© Kathleen Herrgott, RC2NB/Uni Basel

Neuer Blutmarker bei Multipler Sklerose

Multiple Sklerose kann auch ohne Schübe voranschreiten. Forschende der Universität Basel fanden einen Blutmarker, der die schleichende Entwicklung der Erkrankung sichtbar macht.
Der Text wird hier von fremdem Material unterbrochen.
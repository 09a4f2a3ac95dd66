//! Recording transport for tests

use super::transport::{GraphRequest, GraphTransport};
use crate::error::AppError;
use futures::future::BoxFuture;
use futures::FutureExt;
use serde_json::{json, Value};
use std::collections::VecDeque;
use std::sync::{Arc, Mutex};
use tokio::sync::Barrier;

/// Records every request and replies with queued results, falling back to a
/// default body once the queue is empty
pub struct MockTransport {
    requests: Mutex<Vec<GraphRequest>>,
    replies: Mutex<VecDeque<Result<Value, AppError>>>,
    default_reply: Value,
    gate: Option<Arc<Barrier>>,
}

impl MockTransport {
    pub fn new() -> Self {
        Self::with_default(json!({ "id": "mock" }))
    }

    pub fn with_default(default_reply: Value) -> Self {
        Self {
            requests: Mutex::new(Vec::new()),
            replies: Mutex::new(VecDeque::new()),
            default_reply,
            gate: None,
        }
    }

    /// Hold every reply until `parties` requests are in flight at once
    pub fn gated(mut self, parties: usize) -> Self {
        self.gate = Some(Arc::new(Barrier::new(parties)));
        self
    }

    pub fn push_error(&self, err: AppError) {
        self.replies.lock().unwrap().push_back(Err(err));
    }

    pub fn requests(&self) -> Vec<GraphRequest> {
        self.requests.lock().unwrap().clone()
    }

    pub fn last_request(&self) -> Option<GraphRequest> {
        self.requests.lock().unwrap().last().cloned()
    }
}

impl GraphTransport for MockTransport {
    fn send(&self, request: GraphRequest) -> BoxFuture<'_, Result<Value, AppError>> {
        self.requests.lock().unwrap().push(request);
        let reply = self
            .replies
            .lock()
            .unwrap()
            .pop_front()
            .unwrap_or_else(|| Ok(self.default_reply.clone()));
        let gate = self.gate.clone();
        async move {
            if let Some(gate) = gate {
                gate.wait().await;
            }
            reply
        }
        .boxed()
    }
}
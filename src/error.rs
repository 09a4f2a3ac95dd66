//! Error types for the Facebook Pages MCP server

use serde::Serialize;
use thiserror::Error;

/// Coarse category of a failed Graph API call, derived from the HTTP status
/// and the Graph error code
#[derive(Debug, Clone, Copy, PartialEq, Eq, Serialize)]
#[serde(rename_all = "snake_case")]
pub enum RemoteCategory {
    Auth,
    Permission,
    NotFound,
    RateLimited,
    InvalidRequest,
    Server,
    Network,
}

impl RemoteCategory {
    /// Classify a Graph API failure.
    ///
    /// Graph error codes take precedence over the HTTP status: Facebook reports
    /// throttling and expired tokens as plain 400s.
    pub fn classify(status: u16, graph_code: Option<i64>) -> Self {
        match graph_code {
            Some(190) | Some(102) => return RemoteCategory::Auth,
            Some(4) | Some(17) | Some(32) | Some(613) => return RemoteCategory::RateLimited,
            Some(10) | Some(200..=299) => return RemoteCategory::Permission,
            Some(803) => return RemoteCategory::NotFound,
            _ => {}
        }
        match status {
            401 => RemoteCategory::Auth,
            403 => RemoteCategory::Permission,
            404 => RemoteCategory::NotFound,
            429 => RemoteCategory::RateLimited,
            500..=599 => RemoteCategory::Server,
            _ => RemoteCategory::InvalidRequest,
        }
    }

    pub fn as_str(&self) -> &'static str {
        match self {
            RemoteCategory::Auth => "auth",
            RemoteCategory::Permission => "permission",
            RemoteCategory::NotFound => "not_found",
            RemoteCategory::RateLimited => "rate_limited",
            RemoteCategory::InvalidRequest => "invalid_request",
            RemoteCategory::Server => "server",
            RemoteCategory::Network => "network",
        }
    }
}

impl std::fmt::Display for RemoteCategory {
    fn fmt(&self, f: &mut std::fmt::Formatter<'_>) -> std::fmt::Result {
        f.write_str(self.as_str())
    }
}

/// Application error types
#[derive(Debug, Error)]
pub enum AppError {
    #[error("{0} is required")]
    MissingCredential(String),
    #[error("Invalid access token: {0}")]
    InvalidCredential(String),
    #[error("Unknown tool: {0}")]
    UnknownTool(String),
    #[error("Invalid arguments for {tool}: {message}")]
    Validation { tool: String, message: String },
    #[error("Facebook API error ({category}): {message}")]
    Remote {
        status: Option<u16>,
        category: RemoteCategory,
        message: String,
    },
    #[error("Configuration error: {0}")]
    Config(String),
    #[error("Internal error: {0}")]
    Internal(String),
}

impl AppError {
    /// Get the error code for MCP responses
    pub fn error_code(&self) -> &'static str {
        match self {
            AppError::MissingCredential(_) => "missing_credential",
            AppError::InvalidCredential(_) => "invalid_credential",
            AppError::UnknownTool(_) => "unknown_tool",
            AppError::Validation { .. } => "invalid_params",
            AppError::Remote { .. } => "remote_error",
            AppError::Config(_) => "config_error",
            AppError::Internal(_) => "internal_error",
        }
    }

    pub fn validation(tool: &str, message: impl Into<String>) -> Self {
        AppError::Validation {
            tool: tool.to_string(),
            message: message.into(),
        }
    }

    /// Attach a tool name to a validation error raised below the tool layer
    pub fn for_tool(self, name: &str) -> Self {
        match self {
            AppError::Validation { tool, message } if tool.is_empty() => AppError::Validation {
                tool: name.to_string(),
                message,
            },
            other => other,
        }
    }
}

impl From<reqwest::Error> for AppError {
    fn from(err: reqwest::Error) -> Self {
        let status = err.status().map(|s| s.as_u16());
        let category = match status {
            Some(code) => RemoteCategory::classify(code, None),
            None => RemoteCategory::Network,
        };
        let message = if err.is_timeout() {
            format!("request timed out: {}", err)
        } else {
            err.to_string()
        };
        AppError::Remote {
            status,
            category,
            message,
        }
    }
}

impl From<serde_json::Error> for AppError {
    fn from(err: serde_json::Error) -> Self {
        AppError::Internal(format!("JSON error: {}", err))
    }
}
Basel. Moderne Therapien können Schübe bei Multipler Sklerose (MS) heute wirksam verhindern. Schübe sind bei MS jedoch nur ein Teil des Krankheitsgeschehens. Bei manchen Betroffenen kommt es zu einer schubunabhängigen Krankheitsprogression: Körperliche oder geistige Fähigkeiten lassen auch zwischen den Schüben schleichend nach. Dieser Prozess entwickelt sich in der Regel langsam und ist deshalb oft schwierig zu erfassen. Häufig zeigen sich die Folgen erst, wenn bereits Beeinträchtigungen entstanden sind. Ein bereits heute verfügbarer Bluttest (Messung der leichten Kette der Neurofilamente, NfL) erfasst vor allem Nervenzellschäden, die durch entzündliche Krankheitsaktivität verursacht werden. Ein Blutmarker, der die schubunabhängige Krankheitsprogression zuverlässig erfasst, fehlte bisher.